→ Your assignment
Match on the string "table" in the entries below and return every matching line.

Saved data entries:
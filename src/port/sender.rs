//! Producer handle for posting completions.

use super::queue::CompletionQueue;
use crate::error::{Error, Result};
use crate::op::table::{Claim, OpTable};
use crate::op::Delivery;
use crate::time::TimeSource;
use crate::tracing_compat::{trace, warn};
use crate::types::{OpId, PortId, Status};
use std::sync::atomic::{AtomicBool, AtomicU64, Ordering};
use std::sync::Arc;

/// State shared between a port and its producers.
pub(crate) struct Shared {
    pub(crate) port: PortId,
    pub(crate) table: OpTable,
    pub(crate) queue: CompletionQueue,
    pub(crate) clock: Arc<dyn TimeSource>,
    pub(crate) discarded: AtomicU64,
    pub(crate) closed: AtomicBool,
}

impl std::fmt::Debug for Shared {
    fn fmt(&self, f: &mut std::fmt::Formatter<'_>) -> std::fmt::Result {
        f.debug_struct("Shared")
            .field("port", &self.port)
            .field("capacity", &self.table.len())
            .field("discarded", &self.discarded.load(Ordering::Relaxed))
            .field("closed", &self.closed.load(Ordering::Relaxed))
            .finish_non_exhaustive()
    }
}

/// A cloneable, `Send` handle that reports completions to one port.
///
/// Reactors receive one with every armed operation. Completing a record that
/// was cancelled or already recycled is not an error: the status is dropped
/// and [`Delivery::Discarded`] is returned. Completing the same record twice
/// is a defect and fails with `InvalidArgument`.
#[derive(Clone, Debug)]
pub struct CompletionSender {
    shared: Arc<Shared>,
}

enum Validated {
    Claimed(u32),
    Discarded,
}

impl CompletionSender {
    pub(crate) fn new(shared: Arc<Shared>) -> Self {
        Self { shared }
    }

    /// The port this sender reports to.
    #[must_use]
    pub fn port(&self) -> PortId {
        self.shared.port
    }

    /// Posts the completion of `op` with `status`.
    pub fn complete(&self, op: OpId, status: Status) -> Result<Delivery> {
        match self.claim(op, status, self.shared.clock.now())? {
            Validated::Claimed(slot) => {
                self.shared.queue.push_chain(&self.shared.table, &[slot]);
                trace!(op = ?op, status = ?status, "completion queued");
                Ok(Delivery::Queued)
            }
            Validated::Discarded => Ok(Delivery::Discarded),
        }
    }

    /// Posts several completions, splicing them into the queue with one CAS.
    ///
    /// The batch keeps its order. Every entry is checked for a foreign port,
    /// an out-of-range slot, or the pending sentinel before anything is
    /// claimed. If an entry turns out to be a second completion, the rest of
    /// the batch is still delivered and the first such error is returned.
    pub fn complete_batch(&self, batch: &[(OpId, Status)]) -> Result<usize> {
        for &(op, status) in batch {
            self.check(op, status)?;
        }
        let now = self.shared.clock.now();
        let mut chain = Vec::with_capacity(batch.len());
        let mut first_err = None;
        for &(op, status) in batch {
            match self.claim(op, status, now) {
                Ok(Validated::Claimed(slot)) => chain.push(slot),
                Ok(Validated::Discarded) => {}
                Err(err) => {
                    first_err.get_or_insert(err);
                }
            }
        }
        self.shared.queue.push_chain(&self.shared.table, &chain);
        trace!(port = %self.shared.port, queued = chain.len(), "completion batch queued");
        match first_err {
            Some(err) => Err(err),
            None => Ok(chain.len()),
        }
    }

    /// Wakes the port if it is parked in `drain`, without posting anything.
    pub fn wake(&self) {
        self.shared.queue.notify();
    }

    fn check(&self, op: OpId, status: Status) -> Result<()> {
        if op.port() != self.shared.port {
            return Err(Error::invalid("operation belongs to another port").with_op(op));
        }
        if status.is_pending() {
            return Err(Error::invalid("pending is not a completion status").with_op(op));
        }
        if self.shared.table.get(op.slot()).is_none() {
            return Err(Error::invalid("operation slot out of range").with_op(op));
        }
        Ok(())
    }

    fn claim(&self, op: OpId, status: Status, now: crate::types::Time) -> Result<Validated> {
        self.check(op, status)?;
        if self.shared.closed.load(Ordering::Acquire) {
            self.shared.discarded.fetch_add(1, Ordering::Relaxed);
            return Ok(Validated::Discarded);
        }
        let Some(slot) = self.shared.table.get(op.slot()) else {
            return Err(Error::invalid("operation slot out of range").with_op(op));
        };
        match slot.try_complete(op.generation(), status, now) {
            Ok(()) => Ok(Validated::Claimed(op.slot())),
            Err(Claim::Cancelled | Claim::Stale) => {
                self.shared.discarded.fetch_add(1, Ordering::Relaxed);
                trace!(op = ?op, status = ?status, "late completion discarded");
                Ok(Validated::Discarded)
            }
            Err(Claim::Completed) => {
                warn!(op = ?op, status = ?status, "operation completed twice");
                Err(Error::invalid("operation already completed").with_op(op))
            }
        }
    }
}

→ Output for this exercise
use crate::op::table::{Claim, OpTable};
    pub(crate) table: OpTable,
            .field("capacity", &self.table.len())
                self.shared.queue.push_chain(&self.shared.table, &[slot]);
        self.shared.queue.push_chain(&self.shared.table, &chain);
        if self.shared.table.get(op.slot()).is_none() {
        let Some(slot) = self.shared.table.get(op.slot()) else {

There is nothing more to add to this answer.